Friends of syntactic sugar might prefer shell style:

$ cat streams.tcl | grep this | more

and guess what, we can have that in Tcl too (and not in Scheme !-), by writing a proc, that also resets all sprocs, with the fancy name "$" (in Unix, this could be the shell prompt that you don't type, but for Tcl we always have to have the command name as first word):

proc $ args {
    reset
    set cmd {}
    foreach arg $args {
       if {$arg != "|"} {
           lappend tmp $arg
       } else {
           set cmd [expr {$cmd==""? $tmp: [lappend tmp $cmd]}]
           set tmp {}
       }
   }
   uplevel 1 [lappend tmp $cmd]
}

To prove that we haven't cheated by using exec, let's introduce a line counter filter:

sproc -n {stream {n 0}} {
   set res [eval $stream]
   if {$res!=""} {set res [remember n [incr n]]:$res}
}

This can be added to filter chains, to count lines in the original file, or only the results from grep:

$ cat streams.tcl | -n | grep this | more
$ cat streams.tcl | grep this | -n | more

We further observe that more has a similar structure to filter, so we could also rewrite it in terms of that:

proc more2 stream {
   filter [lambda x {
       puts -nonewline $x; flush stdout
       expr {[gets stdin]=="q"}
   }] $stream
}

# Here is another stream producer that returns elements from a list:
sproc streamlist {list {todo {}} {firstTime 1} } {
   if $firstTime {set todo $list; remember firstTime 0}
   remember todo [lrange $todo 1 end]
   lindex $todo 0
}

# This one repeats its list endlessly, so better use it with 'more':
sproc infinite-streamlist {list {todo {}} } {
   initially todo $list
   remember  todo [lrange $todo 1 end]
   lindex   $todo 0
}

# This is sugar for first-time assignment of static variables:
proc initially {varName value} {
   upvar 1 $varName var
   if {$var==""} {set var $value}
}

# But for a simple constant stream source, just use [subst]:
# more {subst 1} ;# will produce as many ones as you wish

# This filter collects its input (should be finite ;-) into a list:
proc collect stream {
   set res {}
   while 1 {
       set element [eval $stream]
       if {$element==""} break
       lappend res $element
   }
   set res
}

The sort filter is unusual in that it consumes its whole (finite!) input, sorts it, and acts as a stream source on the output:

sproc sort {stream {todo {}} {firstTime 1}} {
   if $firstTime {
       set todo [lsort [collect $stream]]
       remember firstTime 0
   }
   remember todo [lrange $todo 1 end]
   lindex $todo 0
}
# $ streamlist {foo bar grill a} | sort | collect => a bar foo grill

proc apply {f stream} {$f [eval $stream]}

#... This can be plugged into a filter chain to see what's going on:
proc observe stream {apply [lambda y {puts $y; set y}] $stream}

# ... or, to get a stream of even numbers, starting from 0:
more {apply [lambda x {expr $x*2}] intgen}

Now for the example in SICP: find the second prime in the interval between 10000 and 1000000.
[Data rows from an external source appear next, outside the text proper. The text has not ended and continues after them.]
use std::marker::PhantomData;
use std::sync::Arc;

use tokio::sync::mpsc;

use crate::core::backend::Backend;
use crate::core::config::SceneConfig;
use crate::core::scene::Scene;
use crate::core::state::StateCell;
use crate::core::supervised::Supervised;
use crate::events::Bus;
use crate::subscribers::{Subscribe, SubscriberSet};

/// Builder for constructing a [`Scene`] with optional subscribers.
pub struct SceneBuilder<V> {
    cfg: SceneConfig,
    subscribers: Vec<Arc<dyn Subscribe>>,
    _value: PhantomData<fn() -> V>,
}

impl<V> SceneBuilder<V>
where
    V: Clone + Send + 'static,
{
    /// Creates a new builder with the given configuration.
    pub fn new(cfg: SceneConfig) -> Self {
        Self {
            cfg,
            subscribers: Vec::new(),
            _value: PhantomData,
        }
    }

    /// Sets event subscribers for observability.
    ///
    /// Subscribers receive scene events (props, signals, timeouts, teardown)
    /// through dedicated workers with bounded queues.
    pub fn with_subscribers(mut self, subscribers: Vec<Arc<dyn Subscribe>>) -> Self {
        self.subscribers = subscribers;
        self
    }

    /// Adds one subscriber.
    pub fn with_subscriber(mut self, subscriber: Arc<dyn Subscribe>) -> Self {
        self.subscribers.push(subscriber);
        self
    }

    /// Starts the backend and returns the first handle.
    ///
    /// This consumes the builder and initializes:
    /// - the event bus
    /// - subscriber workers and their forwarder (if any subscriber is set)
    /// - the command channel and the supervised backend task
    ///
    /// # Panics
    /// Panics when called outside of a Tokio runtime.
    pub fn build(self) -> Scene<V> {
        let bus = Bus::new(self.cfg.bus_capacity_clamped());
        let (tx, rx) = mpsc::channel(self.cfg.command_capacity_clamped());
        let state = StateCell::default();

        let forwarder = (!self.subscribers.is_empty()).then(|| {
            let rx = bus.subscribe();
            let subs = SubscriberSet::new(self.subscribers, bus.clone());
            (rx, subs)
        });

        let backend = Backend::new(
            rx,
            bus.clone(),
            state.clone(),
            self.cfg.inactivity_timeout(),
            self.cfg.absolute_timeout(),
        );
        let supervised = Supervised::spawn(|ctx| backend.run(ctx));

        if let Some((rx, subs)) = forwarder {
            let backend = supervised.clone();
            tokio::spawn(subs.forward(rx, async move {
                let _ = backend.wait().await;
            }));
        }
        Scene::from_parts(tx, supervised, state, bus)
    }
}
sproc interval {from to {current {}} } {
   initially current $from
   if {$current<=$to} {
       remember current [expr $current+1]
   }
}
proc prime? x {
   if {$x<2} {return 0}
   set max [expr sqrt($x)]
   set try 2
   while {$try<=$max} {
       if {$x%$try == 0} {return 0}
       incr try [expr {2-($try==2)}]
   }
   return 1
}
proc stream-index {stream index} {
   for {set i 0} {$i<=$index} {incr i} {
       set res [eval $stream]
   }
   set res
}
sproc stream-range {stream from to {pos 0}} {
   while {$pos<$from} {
       set res [eval $stream] ;# ignore elements before 'from'
       if {$res==""} return   ;# might be end-of-stream
       incr pos
   }
   if {$to!="end" && $pos > $to} return
   remember pos [incr pos]
   eval $stream
}

stream-index {filter prime? {interval 10000 1000000}} 1 ==> 10009

Another idea from SICP is a "smoothing" function, that averages each pair of values from the input stream. For this we need to introduce a short-term memory also in the filter:

sproc average {stream {previous {}} } {
   if {$previous==""} {set previous [eval $stream]}
   remember previous [set current [eval $stream]]
   if {$current!=""} {expr {($previous+$current)/2.}}
}

which, tested on a n-element stream, returns n-1 averages:

collect {average {streamlist {1 2 3 4 5}}} ==> 1.5 2.5 3.5 4.5

Yet another challenge was to produce an infinite stream of pairs {i j} of positive integers, i <= j, ordered by their sum, so that more pairs produces consecutively

{1 1} {1 2} {1 3} {2 2} {1 4} {2 3} {1 5} {2 4} {3 3} {1 6} ...

Here's my solution which does that:

sproc pairs { {last {}} } {
   if {$last==""} {
       set last [list 1 1] ;# start of iteration
   } else {
       foreach {a b} $last break
       if {$a >= $b-1} {
           set last [list 1 [expr {$a+$b}]] ;# next sum level
       } else {
           set last [list [incr a] [incr b -1]]
       }
   }
   remember last $last
}

Ramanujan numbers: The pairs generator can be used to find Ramanujan numbers, which can be represented as the sum of two integer cubes in more than one way. Here I use a global array for recording results:

sproc Ramanujan {stream {firstTime 1}} {
   if $firstTime {unset ::A; remember firstTime 0}
   while 1 {
       set pair [eval $stream]
       foreach {a b} $pair break
       set n [expr {$a*$a*$a + $b*$b*$b}]
       if [info exists ::A($n)] {
           lappend ::A($n) $pair
           break
       } else {set ::A($n) [list $pair]}
   }
   list $n $::A($n)
}

more {Ramanujan pairs} ;# or: $ pairs | Ramanujan | more

delivers in hardly noticeable time the R. numbers 1729, 4104, 13832... Or, how's this infinite Fibonacchi number generator, which on more fibo produces all the F.numbers (0,1,1,2,3,5,8,13,21...) you might want?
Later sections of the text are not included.